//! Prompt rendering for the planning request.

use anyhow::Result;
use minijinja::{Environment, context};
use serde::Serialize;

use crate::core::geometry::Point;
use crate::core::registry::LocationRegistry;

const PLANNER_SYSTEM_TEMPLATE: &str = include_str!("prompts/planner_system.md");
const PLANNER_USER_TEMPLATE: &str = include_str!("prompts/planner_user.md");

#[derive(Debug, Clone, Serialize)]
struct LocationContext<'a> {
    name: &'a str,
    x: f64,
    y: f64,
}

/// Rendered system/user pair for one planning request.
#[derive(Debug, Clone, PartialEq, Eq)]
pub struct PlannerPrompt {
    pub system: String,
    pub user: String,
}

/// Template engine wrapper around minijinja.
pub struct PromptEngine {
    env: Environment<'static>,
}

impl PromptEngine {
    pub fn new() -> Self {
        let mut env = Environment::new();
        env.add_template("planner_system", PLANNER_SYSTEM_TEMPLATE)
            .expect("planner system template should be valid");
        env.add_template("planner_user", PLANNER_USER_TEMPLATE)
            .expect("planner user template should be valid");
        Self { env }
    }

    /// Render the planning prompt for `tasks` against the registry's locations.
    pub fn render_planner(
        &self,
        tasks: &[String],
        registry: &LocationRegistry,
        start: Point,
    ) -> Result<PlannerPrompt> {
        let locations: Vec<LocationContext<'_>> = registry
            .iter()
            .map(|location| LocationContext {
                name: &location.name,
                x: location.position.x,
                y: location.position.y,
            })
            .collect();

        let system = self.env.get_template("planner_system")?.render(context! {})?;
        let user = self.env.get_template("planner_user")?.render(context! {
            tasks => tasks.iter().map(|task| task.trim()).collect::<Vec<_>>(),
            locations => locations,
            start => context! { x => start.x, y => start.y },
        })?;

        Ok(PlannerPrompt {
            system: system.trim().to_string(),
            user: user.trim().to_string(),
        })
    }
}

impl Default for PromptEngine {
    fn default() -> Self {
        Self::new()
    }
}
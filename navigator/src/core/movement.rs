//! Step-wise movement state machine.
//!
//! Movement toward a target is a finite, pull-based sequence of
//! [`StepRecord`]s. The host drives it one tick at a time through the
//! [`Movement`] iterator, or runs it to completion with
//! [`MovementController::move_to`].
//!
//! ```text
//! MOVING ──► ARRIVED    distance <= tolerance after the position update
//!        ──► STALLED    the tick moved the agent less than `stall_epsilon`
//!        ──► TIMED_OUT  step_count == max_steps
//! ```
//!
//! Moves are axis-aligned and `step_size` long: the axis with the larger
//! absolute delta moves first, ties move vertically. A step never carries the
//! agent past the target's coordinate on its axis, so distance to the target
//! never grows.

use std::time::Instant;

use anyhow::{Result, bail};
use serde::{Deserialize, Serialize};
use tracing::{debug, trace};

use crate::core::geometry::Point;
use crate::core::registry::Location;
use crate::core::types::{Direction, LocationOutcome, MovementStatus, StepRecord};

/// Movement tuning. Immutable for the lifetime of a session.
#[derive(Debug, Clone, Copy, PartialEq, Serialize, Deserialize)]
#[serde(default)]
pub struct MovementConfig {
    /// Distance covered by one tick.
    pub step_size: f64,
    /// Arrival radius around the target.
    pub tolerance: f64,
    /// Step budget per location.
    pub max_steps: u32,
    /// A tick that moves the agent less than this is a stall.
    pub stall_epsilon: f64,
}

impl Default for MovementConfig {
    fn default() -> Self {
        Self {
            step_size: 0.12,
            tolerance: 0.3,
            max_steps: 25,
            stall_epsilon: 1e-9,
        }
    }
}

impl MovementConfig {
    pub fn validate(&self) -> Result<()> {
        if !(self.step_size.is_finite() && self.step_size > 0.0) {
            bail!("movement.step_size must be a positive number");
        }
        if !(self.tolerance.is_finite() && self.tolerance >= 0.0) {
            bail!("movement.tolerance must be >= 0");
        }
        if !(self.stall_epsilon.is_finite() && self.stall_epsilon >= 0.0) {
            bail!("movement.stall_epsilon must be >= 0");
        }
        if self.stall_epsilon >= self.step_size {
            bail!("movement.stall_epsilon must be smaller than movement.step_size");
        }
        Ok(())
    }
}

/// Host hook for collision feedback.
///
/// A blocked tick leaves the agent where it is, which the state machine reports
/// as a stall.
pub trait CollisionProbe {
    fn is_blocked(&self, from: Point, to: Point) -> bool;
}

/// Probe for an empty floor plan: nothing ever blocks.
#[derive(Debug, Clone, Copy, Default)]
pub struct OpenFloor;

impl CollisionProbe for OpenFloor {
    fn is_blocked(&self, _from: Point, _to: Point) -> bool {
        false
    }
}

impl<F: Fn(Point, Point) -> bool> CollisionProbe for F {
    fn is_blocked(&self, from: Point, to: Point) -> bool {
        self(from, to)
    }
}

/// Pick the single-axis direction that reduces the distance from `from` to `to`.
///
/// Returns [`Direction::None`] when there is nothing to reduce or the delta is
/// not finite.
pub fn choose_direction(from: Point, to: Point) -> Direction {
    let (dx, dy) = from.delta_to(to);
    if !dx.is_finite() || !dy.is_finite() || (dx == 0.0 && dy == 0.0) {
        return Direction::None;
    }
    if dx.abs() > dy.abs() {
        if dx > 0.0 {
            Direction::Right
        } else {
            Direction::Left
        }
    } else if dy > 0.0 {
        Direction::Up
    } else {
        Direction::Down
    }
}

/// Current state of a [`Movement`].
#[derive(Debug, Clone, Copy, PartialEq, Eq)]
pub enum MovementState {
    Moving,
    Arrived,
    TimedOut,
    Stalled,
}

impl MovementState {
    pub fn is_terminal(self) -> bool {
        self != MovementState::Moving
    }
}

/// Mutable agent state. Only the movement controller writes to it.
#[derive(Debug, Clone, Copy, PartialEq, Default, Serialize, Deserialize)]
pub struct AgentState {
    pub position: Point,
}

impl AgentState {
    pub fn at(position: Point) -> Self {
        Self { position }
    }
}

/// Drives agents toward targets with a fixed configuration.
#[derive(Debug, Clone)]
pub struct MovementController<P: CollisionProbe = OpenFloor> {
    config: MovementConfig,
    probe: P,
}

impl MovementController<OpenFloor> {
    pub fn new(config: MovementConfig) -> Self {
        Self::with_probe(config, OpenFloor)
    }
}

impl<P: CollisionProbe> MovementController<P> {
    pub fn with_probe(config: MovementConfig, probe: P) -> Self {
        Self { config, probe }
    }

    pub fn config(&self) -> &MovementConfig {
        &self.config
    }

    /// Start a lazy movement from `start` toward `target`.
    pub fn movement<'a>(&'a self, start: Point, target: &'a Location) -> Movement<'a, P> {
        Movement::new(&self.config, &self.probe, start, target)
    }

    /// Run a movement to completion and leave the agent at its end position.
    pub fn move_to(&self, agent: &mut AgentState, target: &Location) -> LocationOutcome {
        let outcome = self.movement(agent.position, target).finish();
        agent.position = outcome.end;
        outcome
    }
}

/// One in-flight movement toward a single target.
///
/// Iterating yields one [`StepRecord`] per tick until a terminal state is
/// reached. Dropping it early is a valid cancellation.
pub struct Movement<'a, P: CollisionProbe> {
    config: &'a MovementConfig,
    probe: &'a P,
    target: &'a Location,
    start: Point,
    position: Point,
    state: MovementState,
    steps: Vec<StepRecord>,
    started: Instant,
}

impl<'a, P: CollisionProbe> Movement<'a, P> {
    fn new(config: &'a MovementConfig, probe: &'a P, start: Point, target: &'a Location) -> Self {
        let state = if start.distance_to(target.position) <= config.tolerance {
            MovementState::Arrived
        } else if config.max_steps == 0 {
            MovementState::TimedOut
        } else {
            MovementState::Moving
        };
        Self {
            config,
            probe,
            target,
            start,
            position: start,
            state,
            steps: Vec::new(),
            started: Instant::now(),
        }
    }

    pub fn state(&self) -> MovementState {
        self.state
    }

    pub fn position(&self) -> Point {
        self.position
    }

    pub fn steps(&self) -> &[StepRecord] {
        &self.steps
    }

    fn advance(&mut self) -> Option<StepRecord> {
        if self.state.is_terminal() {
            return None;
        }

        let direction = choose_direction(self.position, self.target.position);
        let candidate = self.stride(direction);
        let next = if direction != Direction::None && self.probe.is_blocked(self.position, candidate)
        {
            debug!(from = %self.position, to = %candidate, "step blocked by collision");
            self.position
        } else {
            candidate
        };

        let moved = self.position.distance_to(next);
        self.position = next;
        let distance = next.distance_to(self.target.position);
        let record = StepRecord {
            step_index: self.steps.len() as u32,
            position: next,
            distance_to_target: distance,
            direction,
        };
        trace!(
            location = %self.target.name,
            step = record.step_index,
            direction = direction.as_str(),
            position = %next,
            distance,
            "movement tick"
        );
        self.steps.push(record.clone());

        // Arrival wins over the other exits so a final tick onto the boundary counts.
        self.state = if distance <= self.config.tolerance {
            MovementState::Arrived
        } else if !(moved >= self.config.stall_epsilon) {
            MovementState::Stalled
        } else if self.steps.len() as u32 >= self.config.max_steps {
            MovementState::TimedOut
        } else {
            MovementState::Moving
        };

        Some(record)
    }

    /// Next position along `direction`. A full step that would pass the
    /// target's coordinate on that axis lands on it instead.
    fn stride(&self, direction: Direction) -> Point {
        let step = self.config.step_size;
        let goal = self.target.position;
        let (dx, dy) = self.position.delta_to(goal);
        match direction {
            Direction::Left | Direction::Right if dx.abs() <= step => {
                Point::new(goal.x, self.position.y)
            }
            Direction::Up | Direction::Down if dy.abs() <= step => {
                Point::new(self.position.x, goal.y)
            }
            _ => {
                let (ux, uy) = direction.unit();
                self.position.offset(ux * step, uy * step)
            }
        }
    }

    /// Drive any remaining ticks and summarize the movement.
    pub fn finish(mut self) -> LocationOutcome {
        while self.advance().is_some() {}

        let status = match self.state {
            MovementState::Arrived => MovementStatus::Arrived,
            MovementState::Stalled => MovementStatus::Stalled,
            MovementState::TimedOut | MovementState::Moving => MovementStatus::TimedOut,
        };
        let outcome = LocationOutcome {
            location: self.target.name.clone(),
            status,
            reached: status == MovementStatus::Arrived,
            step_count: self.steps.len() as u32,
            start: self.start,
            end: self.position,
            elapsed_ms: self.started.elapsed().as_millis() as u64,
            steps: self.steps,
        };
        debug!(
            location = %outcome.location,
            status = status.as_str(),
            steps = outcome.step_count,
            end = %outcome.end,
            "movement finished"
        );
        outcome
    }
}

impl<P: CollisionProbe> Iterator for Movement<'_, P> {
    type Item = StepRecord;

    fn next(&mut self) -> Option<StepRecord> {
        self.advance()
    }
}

## Description of the task:
Report every line from the material above that mentions the word "planning".

## Solution for this exercise:
//! Prompt rendering for the planning request.
/// Rendered system/user pair for one planning request.
    /// Render the planning prompt for `tasks` against the registry's locations.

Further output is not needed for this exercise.